If Tea Could Talk, Here’s What It Would Tell You

It's a symbol of health and revolution.

You thought I was just brewed leaves and nothing more, but pinkies out, folks, and prepare to be impressed. I’m the most consumed drink in the world next to water. I have launched ships and started wars, and I helped birth your country. The culture of sipping me is steeped in tradition from Japan to Afghanistan. And each version—whether it’s iced black, hot green, or a chai latte—starts with the same amazing plant.

That’s right: All tea—my main varieties being black, green, and oolong—is from the same evergreen shrub, Camellia sinensis. (Sorry, but your herbal “teas”—mint, chamomile, raspberry, etc.—are not tea at all.) As a native of the Himalayan foothills, my leaves were most likely originally chewed for a jolt of caffeine. Eventually, people figured out how to brew me.

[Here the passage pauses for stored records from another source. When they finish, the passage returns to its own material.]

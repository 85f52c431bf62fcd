//! Background scene loading.
//!
//! Parsing and classifying a large GLB takes a while, so it runs on its own
//! thread. The result is published once over a channel; until then the
//! session walks against an empty scene.

use std::path::PathBuf;
use std::sync::mpsc::{self, Receiver, TryRecvError};
use std::thread;
use std::time::Instant;

use crate::classify::ClassificationRules;
use crate::geometry::{LoadedScene, SceneLoadError};
use crate::scene::SceneWorld;

/// A fully loaded and classified scene.
pub struct SceneAsset {
    /// Source geometry, for GPU upload.
    pub geometry: LoadedScene,
    /// Classified entities, for collision and targeting.
    pub world: SceneWorld,
}

impl SceneAsset {
    /// Load and classify synchronously.
    pub fn load(path: &std::path::Path, rules: &ClassificationRules) -> Result<Self, SceneLoadError> {
        let geometry = LoadedScene::from_file(path)?;

        let (min, max) = geometry.bounds();
        let size = max - min;
        let center = (min + max) * 0.5;
        log::info!("Model size: X:{:.2} Y:{:.2} Z:{:.2}", size.x, size.y, size.z);
        log::info!("Model center: X:{:.2} Y:{:.2} Z:{:.2}", center.x, center.y, center.z);

        let world = SceneWorld::build(&geometry, rules);
        Ok(Self { geometry, world })
    }
}

/// Handle to a scene loading on a background thread.
pub struct SceneLoader {
    receiver: Option<Receiver<Result<SceneAsset, SceneLoadError>>>,
    failed: Option<SceneLoadError>,
}

impl SceneLoader {
    /// Start loading `path` on a new thread.
    pub fn spawn(path: PathBuf, rules: ClassificationRules) -> Self {
        let (sender, receiver) = mpsc::channel();

        let spawned = thread::Builder::new()
            .name("scene-loader".to_string())
            .spawn(move || {
                let started = Instant::now();
                log::info!("Loading {}", path.display());
                let result = SceneAsset::load(&path, &rules);
                if result.is_ok() {
                    log::info!("Loaded {} in {:.2?}", path.display(), started.elapsed());
                }
                // The receiver may be gone if the window closed mid-load.
                let _ = sender.send(result);
            });

        match spawned {
            Ok(_) => Self::from_receiver(receiver),
            Err(err) => Self {
                receiver: None,
                failed: Some(SceneLoadError::Spawn(err)),
            },
        }
    }

    fn from_receiver(receiver: Receiver<Result<SceneAsset, SceneLoadError>>) -> Self {
        Self {
            receiver: Some(receiver),
            failed: None,
        }
    }

    /// Take the result if loading has finished. Yields at most once, and
    /// yields an error if the thread never started or died without sending.
    pub fn poll(&mut self) -> Option<Result<SceneAsset, SceneLoadError>> {
        if let Some(err) = self.failed.take() {
            return Some(Err(err));
        }

        let receiver = self.receiver.as_ref()?;
        match receiver.try_recv() {
            Ok(result) => {
                self.receiver = None;
                Some(result)
            }
            Err(TryRecvError::Empty) => None,
            Err(TryRecvError::Disconnected) => {
                self.receiver = None;
                Some(Err(SceneLoadError::LoaderExited))
            }
        }
    }

    /// True while a result is still expected.
    pub fn is_pending(&self) -> bool {
        self.receiver.is_some() || self.failed.is_some()
    }
}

I’m usually harvested by hand, and only my new shoots are good for brewing. Once picked, I oxidize like a cut apple. Green tea is made by immediately heating fresh-picked leaves to preserve my grassy, vegetal flavor. At my spectrum’s other end is black tea, which is left to fully oxidize, making me malty, dark, and about twice as caffeinated as when I’m green. In the middle are oolong teas, which have a range of flavors, having been heat-treated between the green stage and the black.

An even richer source of variety? My famous flavored versions. I am the 1,000-year-old, delightfully fragrant jasmine tea, a palate cleanser in Chinese restaurants worldwide. I am the black tea blended with the zest of bergamot oranges, which got its name (one theory has it) when a stash of gifts shipped to British earl Charles Grey contained bergamots in close quarters with tea leaves. Yes, that Earl Grey. And I am spiced chai (chai tea is redundant; chai means “tea” in Hindi), a black tea brewed with cardamom, ginger, cinnamon, and black pepper that is key to the practice of Ayurveda.

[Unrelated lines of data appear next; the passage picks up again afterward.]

impl Locomotion {
    pub fn new(config: LocomotionConfig) -> Self {
        Self {
            config,
            velocity: Vec3::ZERO,
            last: MoveOutcome::Idle,
        }
    }

    pub fn config(&self) -> &LocomotionConfig {
        &self.config
    }

    /// Current velocity in the look control's local basis (x right, z back).
    pub fn velocity(&self) -> Vec3 {
        self.velocity
    }

    /// Outcome of the most recent tick.
    pub fn last_outcome(&self) -> MoveOutcome {
        self.last
    }

    /// Advance one tick.
    pub fn tick(
        &mut self,
        dt: f32,
        keys: MovementKeys,
        look: &mut LookControl,
        probe: &impl SpatialProbe,
    ) -> MoveOutcome {
        if !look.is_locked() {
            self.last = MoveOutcome::Idle;
            return self.last;
        }

        let dt = dt.max(0.0);
        self.integrate_velocity(dt, keys);

        let snapshot = look.position;
        look.move_right(-self.velocity.x * dt);
        look.move_forward(-self.velocity.z * dt);

        let outcome = self.resolve(snapshot, look, probe);
        if outcome.rolled_back() {
            look.position = snapshot;
        }

        self.report(outcome, probe);
        self.last = outcome;
        outcome
    }

    fn integrate_velocity(&mut self, dt: f32, keys: MovementKeys) {
        let decay = (self.config.damping * dt).min(1.0);
        self.velocity -= self.velocity * decay;

        let direction = keys.direction();
        if keys.forward || keys.backward {
            self.velocity.z -= direction.y * self.config.move_speed * dt;
        }
        if keys.left || keys.right {
            self.velocity.x -= direction.x * self.config.move_speed * dt;
        }
    }

    fn resolve(&self, snapshot: Vec3, look: &mut LookControl, probe: &impl SpatialProbe) -> MoveOutcome {
        let position = look.position;
        let displacement = position - snapshot;

        if let Some(distance) = self.ring_blocked(probe, position, displacement) {
            return MoveOutcome::Blocked { distance };
        }

        match self.config.ground_policy {
            GroundPolicy::None => MoveOutcome::Moved,
            GroundPolicy::StrictGroundOnly => match check_ground(probe, position, &self.config) {
                GroundCheck::Valid { eye_y } => {
                    look.position.y = eye_y;
                    MoveOutcome::Moved
                }
                GroundCheck::NoGround => MoveOutcome::NoGround,
                GroundCheck::Perched { gap } => MoveOutcome::Perched { gap },
            },
        }
    }

    /// Distance to the first surface inside the player radius, if any.
    fn ring_blocked(&self, probe: &impl SpatialProbe, position: Vec3, displacement: Vec3) -> Option<f32> {
        if probe.is_empty() {
            return None;
        }

        let heading = displacement.x.atan2(displacement.z);
        let rotation = Quat::from_rotation_y(heading);
        let radius = self.config.player_radius;

        RING.iter().find_map(|dir| {
            probe
                .probe_direction(position, rotation * *dir, radius, ProbeFilter::All)
                .filter(|hit| hit.distance < radius)
                .map(|hit| hit.distance)
        })
    }

    fn report(&self, outcome: MoveOutcome, probe: &impl SpatialProbe) {
        let repeated = std::mem::discriminant(&outcome) == std::mem::discriminant(&self.last);
        match outcome {
            MoveOutcome::Blocked { distance } if !repeated => {
                log::debug!("Blocked by surface {:.2} away, rolled back", distance);
            }
            MoveOutcome::NoGround if !repeated && !probe.is_empty() => {
                log::warn!("No ground below, rolled back");
            }
            MoveOutcome::Perched { gap } if !repeated => {
                log::debug!("Obstacle {:.2} above the ground, rolled back", gap);
            }
            _ => {}
        }
    }
}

After centuries of trade in Asia, I made my European debut early in the 17th century, and it set off a scramble for new trade routes to meet the thirsty demand for me. Cue a burst of colonialism. Cue also the origin story of you Yanks.

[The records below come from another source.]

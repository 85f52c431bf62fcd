//! 3D scene rendering with depth testing, lighting and textures.
//!
//! [`MeshPass`] owns the GPU copy of the loaded scene: one [`Mesh`] per scene
//! mesh, indexed by the entity's [`MeshIndex`], plus every texture applied
//! at runtime. Each frame it reads [`Appearance`] from the ECS world, so a
//! texture applied to an entity shows up on the next draw.
//!
//! # Bind groups
//!
//! - **Group 0**: frame uniforms (view-projection, camera position, lights)
//! - **Group 1**: per-object uniforms (base colour)
//! - **Group 2**: texture and sampler, white when the object is untextured
//!
//! Single-sided objects are drawn with back-face culling, double-sided ones
//! with a second pipeline that culls nothing.

use std::path::Path;

use glam::Vec3;
use wgpu::util::DeviceExt;

use crate::camera::Camera;
use crate::geometry::LoadedScene;
use crate::gpu::GpuContext;
use crate::mesh::{Mesh, Vertex3d};
use crate::scene::{Appearance, MeshIndex, SceneWorld};
use crate::texture::{Texture, TextureError, TextureId, TextureLoader};

/// Ambient light intensity.
const AMBIENT: f32 = 0.5;
/// Directional light intensity.
const SUN: f32 = 0.8;
/// The directional light shines from here toward the origin.
const SUN_POSITION: Vec3 = Vec3::new(5.0, 74.26, 7.48);

/// Per-frame uniforms.
#[repr(C)]
#[derive(Copy, Clone, bytemuck::Pod, bytemuck::Zeroable)]
struct FrameUniforms {
    view_proj: [[f32; 4]; 4],
    camera_pos: [f32; 3],
    ambient: f32,
    light_dir: [f32; 3],
    sun: f32,
}

/// Per-object uniforms.
#[repr(C)]
#[derive(Copy, Clone, bytemuck::Pod, bytemuck::Zeroable)]
struct ObjectUniforms {
    color: [f32; 4],
}

/// GPU resources for one scene mesh.
struct SceneDraw {
    mesh: Mesh,
    uniforms: wgpu::Buffer,
    bind_group: wgpu::BindGroup,
}

/// A texture with its bind group.
struct BoundTexture {
    texture: Texture,
    bind_group: wgpu::BindGroup,
}

/// Renders the scene.
pub struct MeshPass {
    pipeline: wgpu::RenderPipeline,
    double_sided_pipeline: wgpu::RenderPipeline,
    frame_buffer: wgpu::Buffer,
    frame_bind_group: wgpu::BindGroup,
    object_layout: wgpu::BindGroupLayout,
    texture_layout: wgpu::BindGroupLayout,
    depth_view: wgpu::TextureView,
    depth_size: (u32, u32),
    white: BoundTexture,
    textures: Vec<BoundTexture>,
    draws: Vec<SceneDraw>,
}

impl MeshPass {
    pub fn new(gpu: &GpuContext) -> Self {
        let device = &gpu.device;

        let shader = device.create_shader_module(wgpu::ShaderModuleDescriptor {
            label: Some("Scene Shader"),
            source: wgpu::ShaderSource::Wgsl(include_str!("shaders/scene.wgsl").into()),
        });

        let uniform_entry = wgpu::BindGroupLayoutEntry {
            binding: 0,
            visibility: wgpu::ShaderStages::VERTEX | wgpu::ShaderStages::FRAGMENT,
            ty: wgpu::BindingType::Buffer {
                ty: wgpu::BufferBindingType::Uniform,
                has_dynamic_offset: false,
                min_binding_size: None,
            },
            count: None,
        };

        // Frame uniforms (group 0)
        let frame_buffer = device.create_buffer(&wgpu::BufferDescriptor {
            label: Some("Frame Uniforms"),
            size: std::mem::size_of::<FrameUniforms>() as u64,
            usage: wgpu::BufferUsages::UNIFORM | wgpu::BufferUsages::COPY_DST,
            mapped_at_creation: false,
        });

        let frame_layout = device.create_bind_group_layout(&wgpu::BindGroupLayoutDescriptor {
            label: Some("Frame Bind Group Layout"),
            entries: &[uniform_entry],
        });

        let frame_bind_group = device.create_bind_group(&wgpu::BindGroupDescriptor {
            label: Some("Frame Bind Group"),
            layout: &frame_layout,
            entries: &[wgpu::BindGroupEntry {
                binding: 0,
                resource: frame_buffer.as_entire_binding(),
            }],
        });

        // Object uniforms (group 1)
        let object_layout = device.create_bind_group_layout(&wgpu::BindGroupLayoutDescriptor {
            label: Some("Object Bind Group Layout"),
            entries: &[uniform_entry],
        });

        // Texture (group 2)
        let texture_layout = device.create_bind_group_layout(&wgpu::BindGroupLayoutDescriptor {
            label: Some("Scene Texture Bind Group Layout"),
            entries: &[
                wgpu::BindGroupLayoutEntry {
                    binding: 0,
                    visibility: wgpu::ShaderStages::FRAGMENT,
                    ty: wgpu::BindingType::Texture {
                        sample_type: wgpu::TextureSampleType::Float { filterable: true },
                        view_dimension: wgpu::TextureViewDimension::D2,
                        multisampled: false,
                    },
                    count: None,
                },
                wgpu::BindGroupLayoutEntry {
                    binding: 1,
                    visibility: wgpu::ShaderStages::FRAGMENT,
                    ty: wgpu::BindingType::Sampler(wgpu::SamplerBindingType::Filtering),
                    count: None,
                },
            ],
        });

        let pipeline_layout = device.create_pipeline_layout(&wgpu::PipelineLayoutDescriptor {
            label: Some("Scene Pipeline Layout"),
            bind_group_layouts: &[&frame_layout, &object_layout, &texture_layout],
            push_constant_ranges: &[],
        });

        let make_pipeline = |label: &str, cull_mode: Option<wgpu::Face>| {
            device.create_render_pipeline(&wgpu::RenderPipelineDescriptor {
                label: Some(label),
                layout: Some(&pipeline_layout),
                vertex: wgpu::VertexState {
                    module: &shader,
                    entry_point: Some("vs"),
                    buffers: &[Vertex3d::LAYOUT],
                    compilation_options: Default::default(),
                },
                fragment: Some(wgpu::FragmentState {
                    module: &shader,
                    entry_point: Some("fs"),
                    targets: &[Some(wgpu::ColorTargetState {
                        format: gpu.config.format,
                        blend: Some(wgpu::BlendState::ALPHA_BLENDING),
                        write_mask: wgpu::ColorWrites::ALL,
                    })],
                    compilation_options: Default::default(),
                }),
                primitive: wgpu::PrimitiveState {
                    topology: wgpu::PrimitiveTopology::TriangleList,
                    cull_mode,
                    front_face: wgpu::FrontFace::Ccw,
                    ..Default::default()
                },
                depth_stencil: Some(wgpu::DepthStencilState {
                    format: wgpu::TextureFormat::Depth32Float,
                    depth_write_enabled: true,
                    depth_compare: wgpu::CompareFunction::Less,
                    stencil: wgpu::StencilState::default(),
                    bias: wgpu::DepthBiasState::default(),
                }),
                multisample: wgpu::MultisampleState::default(),
                multiview: None,
                cache: None,
            })
        };

        let pipeline = make_pipeline("Scene Pipeline", Some(wgpu::Face::Back));
        let double_sided_pipeline = make_pipeline("Scene Double-Sided Pipeline", None);

        let white_texture = Texture::white(gpu);
        let white = BoundTexture {
            bind_group: Self::texture_bind_group(gpu, &texture_layout, &white_texture),
            texture: white_texture,
        };

        Self {
            pipeline,
            double_sided_pipeline,
            frame_buffer,
            frame_bind_group,
            object_layout,
            texture_layout,
            depth_view: Self::create_depth_view(gpu),
            depth_size: (gpu.width(), gpu.height()),
            white,
            textures: Vec::new(),
            draws: Vec::new(),
        }
    }

    fn texture_bind_group(gpu: &GpuContext, layout: &wgpu::BindGroupLayout, texture: &Texture) -> wgpu::BindGroup {
        gpu.device.create_bind_group(&wgpu::BindGroupDescriptor {
            label: Some("Scene Texture Bind Group"),
            layout,
            entries: &[
                wgpu::BindGroupEntry {
                    binding: 0,
                    resource: wgpu::BindingResource::TextureView(&texture.view),
                },
                wgpu::BindGroupEntry {
                    binding: 1,
                    resource: wgpu::BindingResource::Sampler(&texture.sampler),
                },
            ],
        })
    }

    fn create_depth_view(gpu: &GpuContext) -> wgpu::TextureView {
        let texture = gpu.device.create_texture(&wgpu::TextureDescriptor {
            label: Some("Depth Texture"),
            size: wgpu::Extent3d {
                width: gpu.width(),
                height: gpu.height(),
                depth_or_array_layers: 1,
            },
            mip_level_count: 1,
            sample_count: 1,
            dimension: wgpu::TextureDimension::D2,
            format: wgpu::TextureFormat::Depth32Float,
            usage: wgpu::TextureUsages::RENDER_ATTACHMENT,
            view_formats: &[],
        });
        texture.create_view(&wgpu::TextureViewDescriptor::default())
    }

    /// Recreate the depth buffer if the surface was resized.
    pub fn ensure_depth_size(&mut self, gpu: &GpuContext) {
        if self.depth_size != (gpu.width(), gpu.height()) {
            self.depth_view = Self::create_depth_view(gpu);
            self.depth_size = (gpu.width(), gpu.height());
        }
    }

    /// Depth attachment for the scene render pass.
    pub fn depth_view(&self) -> &wgpu::TextureView {
        &self.depth_view
    }

    /// Upload every mesh of a loaded scene, replacing any previous one.
    ///
    /// Draw `i` belongs to the entity carrying `MeshIndex(i)`.
    pub fn upload_scene(&mut self, gpu: &GpuContext, scene: &LoadedScene) {
        self.draws = scene
            .meshes
            .iter()
            .map(|mesh| {
                let uniforms = gpu.device.create_buffer_init(&wgpu::util::BufferInitDescriptor {
                    label: Some("Object Uniforms"),
                    contents: bytemuck::bytes_of(&ObjectUniforms { color: mesh.base_color }),
                    usage: wgpu::BufferUsages::UNIFORM | wgpu::BufferUsages::COPY_DST,
                });
                let bind_group = gpu.device.create_bind_group(&wgpu::BindGroupDescriptor {
                    label: Some("Object Bind Group"),
                    layout: &self.object_layout,
                    entries: &[wgpu::BindGroupEntry {
                        binding: 0,
                        resource: uniforms.as_entire_binding(),
                    }],
                });
                SceneDraw {
                    mesh: mesh.geometry.upload(gpu),
                    uniforms,
                    bind_group,
                }
            })
            .collect();

        log::info!("Uploaded {} meshes to the GPU", self.draws.len());
    }

    /// Take ownership of a texture and return its handle.
    pub fn add_texture(&mut self, gpu: &GpuContext, texture: Texture) -> TextureId {
        let bind_group = Self::texture_bind_group(gpu, &self.texture_layout, &texture);
        self.textures.push(BoundTexture { texture, bind_group });
        TextureId(self.textures.len() - 1)
    }

    /// Draw every entity that has a mesh.
    pub fn render(&self, gpu: &GpuContext, render_pass: &mut wgpu::RenderPass, camera: &Camera, scene: &SceneWorld) {
        if self.draws.is_empty() {
            return;
        }

        let view_proj = camera.projection_matrix(gpu.aspect()) * camera.view_matrix();
        let frame = FrameUniforms {
            view_proj: view_proj.to_cols_array_2d(),
            camera_pos: camera.position.to_array(),
            ambient: AMBIENT,
            light_dir: SUN_POSITION.normalize().to_array(),
            sun: SUN,
        };
        gpu.queue.write_buffer(&self.frame_buffer, 0, bytemuck::bytes_of(&frame));

        render_pass.set_bind_group(0, &self.frame_bind_group, &[]);

        for (_, (appearance, index)) in scene.world().query::<(&Appearance, &MeshIndex)>().iter() {
            let Some(draw) = self.draws.get(index.0) else {
                continue;
            };
            if draw.mesh.is_empty() {
                continue;
            }

            // Each object has its own buffer, so all writes land before the pass runs
            gpu.queue.write_buffer(
                &draw.uniforms,
                0,
                bytemuck::bytes_of(&ObjectUniforms {
                    color: appearance.color,
                }),
            );

            let texture = appearance
                .texture
                .and_then(|id| self.textures.get(id.0))
                .unwrap_or(&self.white);

            render_pass.set_pipeline(if appearance.double_sided {
                &self.double_sided_pipeline
            } else {
                &self.pipeline
            });
            render_pass.set_bind_group(1, &draw.bind_group, &[]);
            render_pass.set_bind_group(2, &texture.bind_group, &[]);
            render_pass.set_vertex_buffer(0, draw.mesh.vertex_buffer.slice(..));
            render_pass.set_index_buffer(draw.mesh.index_buffer.slice(..), wgpu::IndexFormat::Uint32);
            render_pass.draw_indexed(0..draw.mesh.index_count, 0, 0..1);
        }
    }
}

/// Loads image files straight into a [`MeshPass`].
pub struct TextureUploader<'a> {
    pub gpu: &'a GpuContext,
    pub pass: &'a mut MeshPass,
}

impl TextureLoader for TextureUploader<'_> {
    fn load(&mut self, path: &Path) -> Result<TextureId, TextureError> {
        let texture = Texture::from_file(self.gpu, path)?;
        let id = self.pass.add_texture(self.gpu, texture);
        log::info!("Uploaded texture {} as {:?}", path.display(), id);
        Ok(id)
    }
}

You’ve got your version, but here’s mine. After a century during which the Crown wouldn’t allow the East India Company to sell directly to the Americas and the massive trader had to ship me through En­gland first, that profitable supply chain was met with trouble: The colonies started sourcing their tea more cheaply from Dutch smugglers.

The Tea Act of 1773 was the En­glish answer. It let the company cut out the middleman in London on the logic that the colonials would return to getting tea the upstanding way—from them. But, perversely, Britain also kept its tax on tea. Now that was upsetting. If the king could tax you on me, he could tax you on anything! A boycott began. Tea drinkers in the colonies were shamed and ridiculed. The Boston Tea Party, a culmination of the resistance, took place on December 16, 1773, when 90,000 pounds of me were tossed into the harbor by outraged colonists. The spectacle was followed by the Continental Congresses, a war for freedom, and the formation of the United States. No wonder you’ve never become a tea-drinking nation!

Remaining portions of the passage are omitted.